◆ **Task to complete**: Nothing in the listing may be skipped; transcribe all of it as written.

*** Provided records Section Begins ***

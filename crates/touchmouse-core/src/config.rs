#![forbid(unsafe_code)]

//! Gesture configuration as data.
//!
//! [`TouchConfig`] groups every tunable the gesture runtime reads: the
//! thresholds and the region catalog. It loads from TOML or JSON when the
//! `config` feature is enabled.
//!
//! # Loading
//!
//! ```toml
//! # touchmouse.toml
//! [gesture]
//! rotate_distance = 40
//! tap_delay_ms = 30
//!
//! [regions.minimap]
//! ids = [160, 161]
//!
//! [regions.blocking]
//! ids = [548]
//! traversal = "root_only"
//! ```
//!
//! ```rust,ignore
//! let config = TouchConfig::from_toml_file("touchmouse.toml")?;
//! let thresholds = config.to_thresholds();
//! ```
//!
//! # Defaults
//!
//! Every omitted field keeps its [`Thresholds::default`] value, and every
//! omitted region set is empty.

#[cfg(feature = "config")]
use std::path::Path;
use std::time::Duration;

#[cfg(feature = "config")]
use serde::{Deserialize, Serialize};

use crate::geometry::Point;
use crate::region::RegionCatalog;
use crate::thresholds::Thresholds;

// ---------------------------------------------------------------------------
// TouchConfig
// ---------------------------------------------------------------------------

/// Complete gesture configuration.
#[derive(Debug, Clone, PartialEq, Eq, Default)]
#[cfg_attr(feature = "config", derive(Serialize, Deserialize))]
#[cfg_attr(feature = "config", serde(default))]
pub struct TouchConfig {
    /// Threshold values.
    pub gesture: GestureSettings,

    /// Region sets consulted by the classifier.
    pub regions: RegionCatalog,
}

impl TouchConfig {
    /// Load from a TOML string.
    #[cfg(feature = "config")]
    pub fn from_toml_str(s: &str) -> Result<Self, ConfigError> {
        toml::from_str::<Self>(s)
            .map(Self::with_region_names)
            .map_err(ConfigError::Toml)
    }

    /// Load from a TOML file on disk.
    #[cfg(feature = "config")]
    pub fn from_toml_file(path: impl AsRef<Path>) -> Result<Self, ConfigError> {
        let content = std::fs::read_to_string(path.as_ref()).map_err(ConfigError::Io)?;
        Self::from_toml_str(&content)
    }

    /// Load from a JSON string.
    #[cfg(feature = "config")]
    pub fn from_json_str(s: &str) -> Result<Self, ConfigError> {
        serde_json::from_str::<Self>(s)
            .map(Self::with_region_names)
            .map_err(ConfigError::Json)
    }

    /// Load from a JSON file on disk.
    #[cfg(feature = "config")]
    pub fn from_json_file(path: impl AsRef<Path>) -> Result<Self, ConfigError> {
        let content = std::fs::read_to_string(path.as_ref()).map_err(ConfigError::Io)?;
        Self::from_json_str(&content)
    }

    /// Validate all parameters are within acceptable ranges.
    ///
    /// Returns a list of validation errors. An empty list means the config
    /// is valid.
    #[must_use]
    pub fn validate(&self) -> Vec<String> {
        self.to_thresholds()
            .validate()
            .into_iter()
            .map(|e| format!("gesture.{e}"))
            .collect()
    }

    /// Validate, returning the config itself when clean.
    pub fn validated(self) -> Result<Self, ConfigError> {
        let errors = self.validate();
        if errors.is_empty() {
            Ok(self)
        } else {
            Err(ConfigError::Validation(errors))
        }
    }

    /// Convert to a threshold snapshot.
    #[must_use]
    pub fn to_thresholds(&self) -> Thresholds {
        let g = &self.gesture;
        Thresholds {
            rotate_distance: g.rotate_distance,
            scroll_distance_per_tick: g.scroll_distance_per_tick,
            minimap_scroll_distance_per_tick: g.minimap_scroll_distance_per_tick,
            invert_scroll: g.invert_scroll,
            invert_zoom: g.invert_zoom,
            invert_minimap_zoom: g.invert_minimap_zoom,
            tap_delay: Duration::from_millis(g.tap_delay_ms),
            right_click_release_distance: g.right_click_release_distance,
            right_click_release_on_menus: g.right_click_release_on_menus,
            zoom_hold_point: g.zoom_hold_point,
        }
    }

    // Serde fills unnamed sets with an empty label; give them their field name.
    #[cfg(feature = "config")]
    fn with_region_names(mut self) -> Self {
        let r = &mut self.regions;
        for (set, name) in [
            (&mut r.quick, "quick"),
            (&mut r.item_containers, "item_containers"),
            (&mut r.minimap, "minimap"),
            (&mut r.scrollable, "scrollable"),
            (&mut r.blocking, "blocking"),
        ] {
            if set.name.is_empty() {
                set.name = name.to_owned();
            }
        }
        self
    }
}

// ---------------------------------------------------------------------------
// Sub-config
// ---------------------------------------------------------------------------

/// The `[gesture]` table.
#[derive(Debug, Clone, PartialEq, Eq)]
#[cfg_attr(feature = "config", derive(Serialize, Deserialize))]
#[cfg_attr(feature = "config", serde(default))]
pub struct GestureSettings {
    /// Rotate distance in pixels. Default: 35.
    pub rotate_distance: i32,
    /// Content-scroll distance per tick. Default: 8.
    pub scroll_distance_per_tick: i32,
    /// Minimap-scroll distance per tick. Default: 5.
    pub minimap_scroll_distance_per_tick: i32,
    /// Default: false.
    pub invert_scroll: bool,
    /// Default: true.
    pub invert_zoom: bool,
    /// Default: false.
    pub invert_minimap_zoom: bool,
    /// Tap delay in milliseconds. Default: 0.
    pub tap_delay_ms: u64,
    /// Default: 14.
    pub right_click_release_distance: i32,
    /// Default: false.
    pub right_click_release_on_menus: bool,
    /// Default: (12, 12).
    pub zoom_hold_point: Point,
}

impl Default for GestureSettings {
    fn default() -> Self {
        let t = Thresholds::default();
        Self {
            rotate_distance: t.rotate_distance,
            scroll_distance_per_tick: t.scroll_distance_per_tick,
            minimap_scroll_distance_per_tick: t.minimap_scroll_distance_per_tick,
            invert_scroll: t.invert_scroll,
            invert_zoom: t.invert_zoom,
            invert_minimap_zoom: t.invert_minimap_zoom,
            tap_delay_ms: u64::try_from(t.tap_delay.as_millis()).unwrap_or(u64::MAX),
            right_click_release_distance: t.right_click_release_distance,
            right_click_release_on_menus: t.right_click_release_on_menus,
            zoom_hold_point: t.zoom_hold_point,
        }
    }
}

// ---------------------------------------------------------------------------
// Errors
// ---------------------------------------------------------------------------

/// Errors that can occur when loading a gesture configuration.
#[derive(Debug)]
pub enum ConfigError {
    /// I/O error reading a file.
    Io(std::io::Error),
    /// TOML parse error.
    #[cfg(feature = "config")]
    Toml(toml::de::Error),
    /// JSON parse error.
    #[cfg(feature = "config")]
    Json(serde_json::Error),
    /// Validation errors.
    Validation(Vec<String>),
}

impl std::fmt::Display for ConfigError {
    fn fmt(&self, f: &mut std::fmt::Formatter<'_>) -> std::fmt::Result {
        match self {
            Self::Io(e) => write!(f, "I/O error: {e}"),
            #[cfg(feature = "config")]
            Self::Toml(e) => write!(f, "TOML parse error: {e}"),
            #[cfg(feature = "config")]
            Self::Json(e) => write!(f, "JSON parse error: {e}"),
            Self::Validation(errors) => {
                write!(f, "validation errors: {}", errors.join("; "))
            }
        }
    }
}

impl std::error::Error for ConfigError {
    fn source(&self) -> Option<&(dyn std::error::Error + 'static)> {
        match self {
            Self::Io(e) => Some(e),
            #[cfg(feature = "config")]
            Self::Toml(e) => Some(e),
            #[cfg(feature = "config")]
            Self::Json(e) => Some(e),
            Self::Validation(_) => None,
        }
    }
}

*** Provided records Section Ends ***

◆ **Exercise response**:
filename crates/touchmouse-core/src/config.rs
#![forbid(unsafe_code)]

//! Gesture configuration as data.
//!
//! [`TouchConfig`] groups every tunable the gesture runtime reads: the
//! thresholds and the region catalog. It loads from TOML or JSON when the
//! `config` feature is enabled.
//!
//! # Loading
//!
//! ```toml
//! # touchmouse.toml
//! [gesture]
//! rotate_distance = 40
//! tap_delay_ms = 30
//!
//! [regions.minimap]
//! ids = [160, 161]
//!
//! [regions.blocking]
//! ids = [548]
//! traversal = "root_only"
//! ```
//!
//! ```rust,ignore
//! let config = TouchConfig::from_toml_file("touchmouse.toml")?;
//! let thresholds = config.to_thresholds();
//! ```
//!
//! # Defaults
//!
//! Every omitted field keeps its [`Thresholds::default`] value, and every
//! omitted region set is empty.

#[cfg(feature = "config")]
use std::path::Path;
use std::time::Duration;

#[cfg(feature = "config")]
use serde::{Deserialize, Serialize};

use crate::geometry::Point;
use crate::region::RegionCatalog;
use crate::thresholds::Thresholds;

// ---------------------------------------------------------------------------
// TouchConfig
// ---------------------------------------------------------------------------

/// Complete gesture configuration.
#[derive(Debug, Clone, PartialEq, Eq, Default)]
#[cfg_attr(feature = "config", derive(Serialize, Deserialize))]
#[cfg_attr(feature = "config", serde(default))]
pub struct TouchConfig {
    /// Threshold values.
    pub gesture: GestureSettings,

    /// Region sets consulted by the classifier.
    pub regions: RegionCatalog,
}

impl TouchConfig {
    /// Load from a TOML string.
    #[cfg(feature = "config")]
    pub fn from_toml_str(s: &str) -> Result<Self, ConfigError> {
        toml::from_str::<Self>(s)
            .map(Self::with_region_names)
            .map_err(ConfigError::Toml)
    }

    /// Load from a TOML file on disk.
    #[cfg(feature = "config")]
    pub fn from_toml_file(path: impl AsRef<Path>) -> Result<Self, ConfigError> {
        let content = std::fs::read_to_string(path.as_ref()).map_err(ConfigError::Io)?;
        Self::from_toml_str(&content)
    }

    /// Load from a JSON string.
    #[cfg(feature = "config")]
    pub fn from_json_str(s: &str) -> Result<Self, ConfigError> {
        serde_json::from_str::<Self>(s)
            .map(Self::with_region_names)
            .map_err(ConfigError::Json)
    }

    /// Load from a JSON file on disk.
    #[cfg(feature = "config")]
    pub fn from_json_file(path: impl AsRef<Path>) -> Result<Self, ConfigError> {
        let content = std::fs::read_to_string(path.as_ref()).map_err(ConfigError::Io)?;
        Self::from_json_str(&content)
    }

    /// Validate all parameters are within acceptable ranges.
    ///
    /// Returns a list of validation errors. An empty list means the config
    /// is valid.
    #[must_use]
    pub fn validate(&self) -> Vec<String> {
        self.to_thresholds()
            .validate()
            .into_iter()
            .map(|e| format!("gesture.{e}"))
            .collect()
    }

    /// Validate, returning the config itself when clean.
    pub fn validated(self) -> Result<Self, ConfigError> {
        let errors = self.validate();
        if errors.is_empty() {
            Ok(self)
        } else {
            Err(ConfigError::Validation(errors))
        }
    }

    /// Convert to a threshold snapshot.
    #[must_use]
    pub fn to_thresholds(&self) -> Thresholds {
        let g = &self.gesture;
        Thresholds {
            rotate_distance: g.rotate_distance,
            scroll_distance_per_tick: g.scroll_distance_per_tick,
            minimap_scroll_distance_per_tick: g.minimap_scroll_distance_per_tick,
            invert_scroll: g.invert_scroll,
            invert_zoom: g.invert_zoom,
            invert_minimap_zoom: g.invert_minimap_zoom,
            tap_delay: Duration::from_millis(g.tap_delay_ms),
            right_click_release_distance: g.right_click_release_distance,
            right_click_release_on_menus: g.right_click_release_on_menus,
            zoom_hold_point: g.zoom_hold_point,
        }
    }

    // Serde fills unnamed sets with an empty label; give them their field name.
    #[cfg(feature = "config")]
    fn with_region_names(mut self) -> Self {
        let r = &mut self.regions;
        for (set, name) in [
            (&mut r.quick, "quick"),
            (&mut r.item_containers, "item_containers"),
            (&mut r.minimap, "minimap"),
            (&mut r.scrollable, "scrollable"),
            (&mut r.blocking, "blocking"),
        ] {
            if set.name.is_empty() {
                set.name = name.to_owned();
            }
        }
        self
    }
}

// ---------------------------------------------------------------------------
// Sub-config
// ---------------------------------------------------------------------------

/// The `[gesture]` table.
#[derive(Debug, Clone, PartialEq, Eq)]
#[cfg_attr(feature = "config", derive(Serialize, Deserialize))]
#[cfg_attr(feature = "config", serde(default))]
pub struct GestureSettings {
    /// Rotate distance in pixels. Default: 35.
    pub rotate_distance: i32,
    /// Content-scroll distance per tick. Default: 8.
    pub scroll_distance_per_tick: i32,
    /// Minimap-scroll distance per tick. Default: 5.
    pub minimap_scroll_distance_per_tick: i32,
    /// Default: false.
    pub invert_scroll: bool,
    /// Default: true.
    pub invert_zoom: bool,
    /// Default: false.
    pub invert_minimap_zoom: bool,
    /// Tap delay in milliseconds. Default: 0.
    pub tap_delay_ms: u64,
    /// Default: 14.
    pub right_click_release_distance: i32,
    /// Default: false.
    pub right_click_release_on_menus: bool,
    /// Default: (12, 12).
    pub zoom_hold_point: Point,
}

impl Default for GestureSettings {
    fn default() -> Self {
        let t = Thresholds::default();
        Self {
            rotate_distance: t.rotate_distance,
            scroll_distance_per_tick: t.scroll_distance_per_tick,
            minimap_scroll_distance_per_tick: t.minimap_scroll_distance_per_tick,
            invert_scroll: t.invert_scroll,
            invert_zoom: t.invert_zoom,
            invert_minimap_zoom: t.invert_minimap_zoom,
            tap_delay_ms: u64::try_from(t.tap_delay.as_millis()).unwrap_or(u64::MAX),
            right_click_release_distance: t.right_click_release_distance,
            right_click_release_on_menus: t.right_click_release_on_menus,
            zoom_hold_point: t.zoom_hold_point,
        }
    }
}

// ---------------------------------------------------------------------------
// Errors
// ---------------------------------------------------------------------------

/// Errors that can occur when loading a gesture configuration.
#[derive(Debug)]
pub enum ConfigError {
    /// I/O error reading a file.
    Io(std::io::Error),
    /// TOML parse error.
    #[cfg(feature = "config")]
    Toml(toml::de::Error),
    /// JSON parse error.
    #[cfg(feature = "config")]
    Json(serde_json::Error),
    /// Validation errors.
    Validation(Vec<String>),
}

impl std::fmt::Display for ConfigError {
    fn fmt(&self, f: &mut std::fmt::Formatter<'_>) -> std::fmt::Result {
        match self {
            Self::Io(e) => write!(f, "I/O error: {e}"),
            #[cfg(feature = "config")]
            Self::Toml(e) => write!(f, "TOML parse error: {e}"),
            #[cfg(feature = "config")]
            Self::Json(e) => write!(f, "JSON parse error: {e}"),
            Self::Validation(errors) => {
                write!(f, "validation errors: {}", errors.join("; "))
            }
        }
    }
}

impl std::error::Error for ConfigError {
    fn source(&self) -> Option<&(dyn std::error::Error + 'static)> {
        match self {
            Self::Io(e) => Some(e),
            #[cfg(feature = "config")]
            Self::Toml(e) => Some(e),
            #[cfg(feature = "config")]
            Self::Json(e) => Some(e),
            Self::Validation(_) => None,
        }
    }
}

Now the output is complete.